use std::fmt;
use std::sync::Arc;

use serde::{Deserialize, Serialize};

use crate::core::band_scale::BandScale;
use crate::core::scale::LinearScale;
use crate::core::types::Datum;

/// Default tick length, in pixels.
pub const AXIS_TICK_SIZE_PX: f64 = 3.0;
/// Default gap between tick and label, in pixels.
pub const AXIS_TICK_PADDING_PX: f64 = 3.0;
/// Approximate tick count requested from the linear axis.
pub const AXIS_LINEAR_TICK_COUNT: usize = 10;

/// Formats one categorical tick label.
pub type XTickFormat = Arc<dyn Fn(&Datum) -> String + Send + Sync>;
/// Formats one numeric tick label from its value and index.
pub type YTickFormat = Arc<dyn Fn(f64, usize) -> String + Send + Sync>;

#[must_use]
pub fn default_x_tick_format() -> XTickFormat {
    Arc::new(|value: &Datum| value.to_string())
}

#[must_use]
pub fn default_y_tick_format() -> YTickFormat {
    Arc::new(|value: f64, _index: usize| value.to_string())
}

/// Side of the plot an axis is drawn on; ticks point away from the plot.
#[derive(Debug, Clone, Copy, PartialEq, Eq, Serialize, Deserialize)]
pub enum AxisOrient {
    Top,
    Right,
    Bottom,
    Left,
}

impl AxisOrient {
    #[must_use]
    pub fn is_horizontal(self) -> bool {
        matches!(self, Self::Top | Self::Bottom)
    }

    /// Sign applied to tick length along the cross axis.
    #[must_use]
    pub fn outward_sign(self) -> f64 {
        match self {
            Self::Top | Self::Left => -1.0,
            Self::Bottom | Self::Right => 1.0,
        }
    }
}

/// Tick geometry shared by both axes.
#[derive(Debug, Clone, Copy, PartialEq, Serialize, Deserialize)]
pub struct AxisDescriptor {
    pub orient: AxisOrient,
    pub tick_size: f64,
    pub tick_padding: f64,
}

impl AxisDescriptor {
    #[must_use]
    pub const fn new(orient: AxisOrient) -> Self {
        Self {
            orient,
            tick_size: AXIS_TICK_SIZE_PX,
            tick_padding: AXIS_TICK_PADDING_PX,
        }
    }
}

/// One materialized tick in axis-group coordinates.
#[derive(Debug, Clone, PartialEq, Serialize, Deserialize)]
pub struct AxisTick {
    pub position: f64,
    pub label: String,
}

/// Fully resolved axis content handed to the scene.
#[derive(Debug, Clone, PartialEq, Serialize, Deserialize)]
pub struct AxisLayout {
    pub descriptor: AxisDescriptor,
    /// Extent of the domain line along the axis.
    pub range: (f64, f64),
    pub ticks: Vec<AxisTick>,
}

/// Bottom categorical axis over a band scale.
#[derive(Clone)]
pub struct XAxis {
    pub descriptor: AxisDescriptor,
    pub scale: BandScale,
    pub format: XTickFormat,
}

impl XAxis {
    /// Ticks sit at band centers, one per distinct label.
    #[must_use]
    pub fn layout(&self) -> AxisLayout {
        let ticks = self
            .scale
            .domain()
            .iter()
            .filter_map(|label| {
                self.scale.center(label).map(|position| AxisTick {
                    position,
                    label: (self.format)(&label.to_datum()),
                })
            })
            .collect();
        AxisLayout {
            descriptor: self.descriptor,
            range: self.scale.range(),
            ticks,
        }
    }
}

impl fmt::Debug for XAxis {
    fn fmt(&self, f: &mut fmt::Formatter<'_>) -> fmt::Result {
        f.debug_struct("XAxis")
            .field("descriptor", &self.descriptor)
            .field("scale", &self.scale)
            .finish_non_exhaustive()
    }
}

/// Left linear axis.
#[derive(Clone)]
pub struct YAxis {
    pub descriptor: AxisDescriptor,
    pub scale: LinearScale,
    pub format: YTickFormat,
}

impl YAxis {
    #[must_use]
    pub fn layout(&self) -> AxisLayout {
        let ticks = self
            .scale
            .ticks(AXIS_LINEAR_TICK_COUNT)
            .into_iter()
            .enumerate()
            .map(|(index, value)| AxisTick {
                position: self.scale.apply(value),
                label: (self.format)(value, index),
            })
            .collect();
        AxisLayout {
            descriptor: self.descriptor,
            range: self.scale.range(),
            ticks,
        }
    }
}

impl fmt::Debug for YAxis {
    fn fmt(&self, f: &mut fmt::Formatter<'_>) -> fmt::Result {
        f.debug_struct("YAxis")
            .field("descriptor", &self.descriptor)
            .field("scale", &self.scale)
            .finish_non_exhaustive()
    }
}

------------------------------------------------------------

REQUIREMENT: Your task is to extract all of the records exactly.

ANSWER SECTION:
use std::fmt;
use std::sync::Arc;

use serde::{Deserialize, Serialize};

use crate::core::band_scale::BandScale;
use crate::core::scale::LinearScale;
use crate::core::types::Datum;

/// Default tick length, in pixels.
pub const AXIS_TICK_SIZE_PX: f64 = 3.0;
/// Default gap between tick and label, in pixels.
pub const AXIS_TICK_PADDING_PX: f64 = 3.0;
/// Approximate tick count requested from the linear axis.
pub const AXIS_LINEAR_TICK_COUNT: usize = 10;

/// Formats one categorical tick label.
pub type XTickFormat = Arc<dyn Fn(&Datum) -> String + Send + Sync>;
/// Formats one numeric tick label from its value and index.
pub type YTickFormat = Arc<dyn Fn(f64, usize) -> String + Send + Sync>;

#[must_use]
pub fn default_x_tick_format() -> XTickFormat {
    Arc::new(|value: &Datum| value.to_string())
}

#[must_use]
pub fn default_y_tick_format() -> YTickFormat {
    Arc::new(|value: f64, _index: usize| value.to_string())
}

/// Side of the plot an axis is drawn on; ticks point away from the plot.
#[derive(Debug, Clone, Copy, PartialEq, Eq, Serialize, Deserialize)]
pub enum AxisOrient {
    Top,
    Right,
    Bottom,
    Left,
}

impl AxisOrient {
    #[must_use]
    pub fn is_horizontal(self) -> bool {
        matches!(self, Self::Top | Self::Bottom)
    }

    /// Sign applied to tick length along the cross axis.
    #[must_use]
    pub fn outward_sign(self) -> f64 {
        match self {
            Self::Top | Self::Left => -1.0,
            Self::Bottom | Self::Right => 1.0,
        }
    }
}

/// Tick geometry shared by both axes.
#[derive(Debug, Clone, Copy, PartialEq, Serialize, Deserialize)]
pub struct AxisDescriptor {
    pub orient: AxisOrient,
    pub tick_size: f64,
    pub tick_padding: f64,
}

impl AxisDescriptor {
    #[must_use]
    pub const fn new(orient: AxisOrient) -> Self {
        Self {
            orient,
            tick_size: AXIS_TICK_SIZE_PX,
            tick_padding: AXIS_TICK_PADDING_PX,
        }
    }
}

/// One materialized tick in axis-group coordinates.
#[derive(Debug, Clone, PartialEq, Serialize, Deserialize)]
pub struct AxisTick {
    pub position: f64,
    pub label: String,
}

/// Fully resolved axis content handed to the scene.
#[derive(Debug, Clone, PartialEq, Serialize, Deserialize)]
pub struct AxisLayout {
    pub descriptor: AxisDescriptor,
    /// Extent of the domain line along the axis.
    pub range: (f64, f64),
    pub ticks: Vec<AxisTick>,
}

/// Bottom categorical axis over a band scale.
#[derive(Clone)]
pub struct XAxis {
    pub descriptor: AxisDescriptor,
    pub scale: BandScale,
    pub format: XTickFormat,
}

impl XAxis {
    /// Ticks sit at band centers, one per distinct label.
    #[must_use]
    pub fn layout(&self) -> AxisLayout {
        let ticks = self
            .scale
            .domain()
            .iter()
            .filter_map(|label| {
                self.scale.center(label).map(|position| AxisTick {
                    position,
                    label: (self.format)(&label.to_datum()),
                })
            })
            .collect();
        AxisLayout {
            descriptor: self.descriptor,
            range: self.scale.range(),
            ticks,
        }
    }
}

impl fmt::Debug for XAxis {
    fn fmt(&self, f: &mut fmt::Formatter<'_>) -> fmt::Result {
        f.debug_struct("XAxis")
            .field("descriptor", &self.descriptor)
            .field("scale", &self.scale)
            .finish_non_exhaustive()
    }
}

/// Left linear axis.
#[derive(Clone)]
pub struct YAxis {
    pub descriptor: AxisDescriptor,
    pub scale: LinearScale,
    pub format: YTickFormat,
}

impl YAxis {
    #[must_use]
    pub fn layout(&self) -> AxisLayout {
        let ticks = self
            .scale
            .ticks(AXIS_LINEAR_TICK_COUNT)
            .into_iter()
            .enumerate()
            .map(|(index, value)| AxisTick {
                position: self.scale.apply(value),
                label: (self.format)(value, index),
            })
            .collect();
        AxisLayout {
            descriptor: self.descriptor,
            range: self.scale.range(),
            ticks,
        }
    }
}

impl fmt::Debug for YAxis {
    fn fmt(&self, f: &mut fmt::Formatter<'_>) -> fmt::Result {
        f.debug_struct("YAxis")
            .field("descriptor", &self.descriptor)
            .field("scale", &self.scale)
            .finish_non_exhaustive()
    }
}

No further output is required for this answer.